Yolunun Dünya gezegeninin varoluşuna aykırı olduğu açık olmasına rağmen, kâr susuzluğunu gidermek için her şeyi yapmaya istekli bir sistemin baskısı altında bir dünya.
Sistemin sapkınlığı ve onun aptalca «kalkınma» ve «modernite» savunması, kendi suç gerçekliğinin duvarına çarpıyor: Kadın cinayetleri. Kadınların katlinin ne rengi var ne ulusu; o dünya çapında.
Kişilerin ten renkleri, ırkları, kültürleri ve inançları nedeniyle zulüm görmesi, kaybedilmesi, öldürülmesi saçma ve mantıksız ise; o zaman kadın olmanın ötekileştirme ve öldürülme anlamına geldiğine inanılamaz.
Yapısal dokunulmazlığın onaylanmasıyla («hak etti», «dövmesi vardı», «o saatte orada ne arıyordu?», » bu giysilerle mi bekliyordu?), kadın kırımının (taciz, fiziksel şiddet, sakatlama ve cinayet) tırmanışa geçmesini öngörmek güç değil. Kadınların katledilmesi, onu meşrulaştıran sistemden başka hiçbir kriminal mantığa sahip değil.
Cinsiyet, farklı sosyal tabakalardan, farklı ırklardan ve erken çocukluktan yaşlılığa kadar tüm yaşlarda, birbirinden uzak coğrafyalarda tek sabit şeydir. Ve sistem, kadın cinayetlerinin neden «kalkınma» ve «ilerleme» ile el ele gittiğini açıklayamıyor. Bu otantik cinsiyet savaşındaki kurbanların sayısının, o korkunç ölüm istatistiklerinde gösterildiği gibi, bir toplum ne kadar «kalkınmış» ise o kadar fazla olduğu görülüyor. Öyle görünüyor ki «uygarlık» biz yerli halklara şunu söylüyor:
«Azgelişmişliğinizin kanıtı, düşük kadın cinayeti oranlarınız. Mega-projeleriniz, trenleriniz, termoelektrik santralleriniz, madenleriniz, barajlarınız, alışveriş merkezleriniz, bütün televizyon kanallarını gösteren elektronik cihazlarınız olsun, elektronik eşya mağazalarınız olsun, tüketmeyi öğrenin. Bizim gibi olun. Bu ilerici yardımın borcunu ödemek için topraklarınız, sularınız, kültürleriniz, haysiyetleriniz yetmez. Bu borç kadınların yaşamları ile de ödenmek zorunda.”
İkincisi – Ölümüne yaralanan doğaya bakar ve onu dinleriz. Ve o, bu acısıyla insanlığı en kötüsünün henüz daha gelmediği konusunda uyarır. Her «doğal» felaket bir sonrakini duyurur ve buna neden olanın insan merkezli bir sistemin eylemi olduğunu rahatlıkla unutur. Ölüm ve yıkım artık çok uzakta değil; sınırlar, gümrükler ve uluslararası anlaşmalar ile sınırlandırılmış değil.

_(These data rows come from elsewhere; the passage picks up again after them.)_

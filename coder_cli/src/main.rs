use coder_core::*;
use clap::{Args, Parser, Subcommand};
use std::path::PathBuf;

#[derive(Parser)]
#[command(name = "healthy-coder")]
#[command(about = "BMI calculator and diet advisor for coders", long_about = None)]
struct Cli {
    #[command(subcommand)]
    command: Commands,

    /// Override config file location
    #[arg(long, global = true)]
    config: Option<PathBuf>,
}

#[derive(Subcommand)]
enum Commands {
    /// Compute BMI for a single weight/height pair
    Bmi {
        /// Weight in kilograms
        #[arg(long, allow_negative_numbers = true)]
        weight: f64,

        /// Height in meters
        #[arg(long, allow_negative_numbers = true)]
        height: f64,
    },

    /// Check whether a diet is recommended
    Diet {
        /// Weight in kilograms
        #[arg(long, allow_negative_numbers = true)]
        weight: f64,

        /// Height in meters
        #[arg(long, allow_negative_numbers = true)]
        height: f64,
    },

    /// Print BMI scores for every coder, in order
    Scores(CoderInput),

    /// Show the coder with the worst BMI
    Worst(CoderInput),
}

/// Where a group of coders comes from
///
/// Explicit `--coder` values win, then `--stdin`, then the team from the
/// config file.
#[derive(Args)]
struct CoderInput {
    /// A coder as HEIGHT,WEIGHT (repeatable)
    #[arg(long = "coder", value_name = "HEIGHT,WEIGHT")]
    coders: Vec<Coder>,

    /// Read a JSON array of {"height", "weight"} objects from stdin
    #[arg(long, conflicts_with = "coders")]
    stdin: bool,
}

fn main() -> Result<()> {
    coder_core::logging::init_with_level("warn");

    let cli = Cli::parse();

    match cli.command {
        Commands::Bmi { weight, height } => cmd_bmi(weight, height),
        Commands::Diet { weight, height } => cmd_diet(weight, height),
        Commands::Scores(input) => cmd_scores(resolve_coders(input, cli.config)?),
        Commands::Worst(input) => cmd_worst(resolve_coders(input, cli.config)?),
    }
}

fn resolve_coders(input: CoderInput, config_path: Option<PathBuf>) -> Result<Vec<Coder>> {
    if input.stdin {
        return read_coders_json(std::io::stdin().lock());
    }

    if !input.coders.is_empty() {
        return Ok(input.coders);
    }

    let config = match config_path {
        Some(path) => Config::load_from(&path)?,
        None => Config::load()?,
    };
    tracing::info!("Using {} coders from config team", config.team.coders.len());
    Ok(config.team.coders)
}

fn cmd_bmi(weight: f64, height: f64) -> Result<()> {
    let bmi = compute_bmi(weight, height)?;
    println!("BMI: {:.2}", calculator::round_to_two_places(bmi));
    Ok(())
}

fn cmd_diet(weight: f64, height: f64) -> Result<()> {
    if is_diet_recommended(weight, height)? {
        println!("Diet recommended (BMI >= {})", DIET_THRESHOLD);
    } else {
        println!("Diet not recommended (BMI < {})", DIET_THRESHOLD);
    }
    Ok(())
}

fn cmd_scores(coders: Vec<Coder>) -> Result<()> {
    if coders.is_empty() {
        println!("No coders given");
        return Ok(());
    }

    let scores = get_bmi_scores(&coders)?;
    for (i, (coder, score)) in coders.iter().zip(scores).enumerate() {
        println!(
            "{:>3}. {:.2} m {:.1} kg  BMI: {:.2}",
            i + 1,
            coder.height(),
            coder.weight(),
            score
        );
    }
    Ok(())
}

fn cmd_worst(coders: Vec<Coder>) -> Result<()> {
    match find_coder_with_worst_bmi(&coders)? {
        Some(coder) => {
            let bmi = compute_bmi(coder.weight(), coder.height())?;
            println!(
                "Worst BMI: {:.2} (height {} m, weight {} kg)",
                calculator::round_to_two_places(bmi),
                coder.height(),
                coder.weight()
            );
        }
        None => println!("No coders given"),
    }
    Ok(())
}
use crate::cli::commands::open_repo;
use crate::cli::output;
use crate::cli::SourceArgs;
use crate::repo::Backends;
use anyhow::Result;
use clap::Args;
use colored::Colorize;
use serde_json::json;

#[derive(Args, Debug)]
pub struct RemotesArgs {
    #[command(flatten)]
    pub sources: SourceArgs,

    /// Only show the git remotes
    #[arg(long)]
    pub git: bool,

    /// Only show the ssh remotes
    #[arg(long)]
    pub ssh: bool,

    /// Output as JSON
    #[arg(long)]
    pub json: bool,
}

/// Execute the remotes command
pub fn execute(args: RemotesArgs) -> Result<()> {
    let both = !args.git && !args.ssh;
    let mut listings = Vec::new();

    for source in args.sources.resolve() {
        let repo = open_repo(&source, Backends::none())?;
        let config = repo.config();

        if args.json {
            let mut entry = json!({ "name": repo.name(), "source": repo.source() });
            if args.git || both {
                entry["git"] = json!(config.git.remotes);
            }
            if args.ssh || both {
                entry["ssh"] = json!(config.ssh.remotes);
            }
            listings.push(entry);
            continue;
        }

        println!("{}:", repo.name().bold());
        if args.git || both {
            for remote in &config.git.remotes {
                output::item(format!(
                    "{} {}:{} (git)",
                    remote.branch, remote.remote, remote.destination
                ));
            }
        }
        if args.ssh || both {
            for remote in &config.ssh.remotes {
                output::item(format!("{}:{} (ssh)", remote.alias, remote.destination));
            }
        }
    }

    if args.json {
        println!("{}", serde_json::to_string_pretty(&listings)?);
    }

    Ok(())
}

Dünyanın hangi köşesinde gerçekleşirse gerçekleşsin, yıkım tüm gezegeni etkiliyor.
Farklı ülkeler arasında yaşanan çekişmeler, çatışmalar, gerçek patronun, efendinin aslında aynı olduğu ve paradan başka bir milliyeti olmadığı gerçeğini gizlemeye yarıyor. Bu arada ise uluslararası kuruluşlar çürüyorlar, müzedeki etiketler gibi sadece bir isimden ibaret hale geliyorlar… Ya da o bile değil.
Üçüncüsü. – Sözde Ulus-Devletlerin kendi duvarları ardına güçlü bir şekilde geri çekilmesini, saklanmasını duyuyor ve izliyoruz. Ve bu imkansız geri çekilmede, faşist milliyetçiliği, gülünç şovenizmi ve kulakları sağır edici anlamsız laf kalabalıklarını yeniden hortlatıyorlar. Buradan, ulusları ve ırkları ölüm ve yıkımla dayatılacak üstünlüklere dönüştürmek isteyen, içi boş, sahte, yalan anlatılardan beslenen savaşların yaklaşmakta olduğu konusunda uyarıda bulunmak istiyoruz.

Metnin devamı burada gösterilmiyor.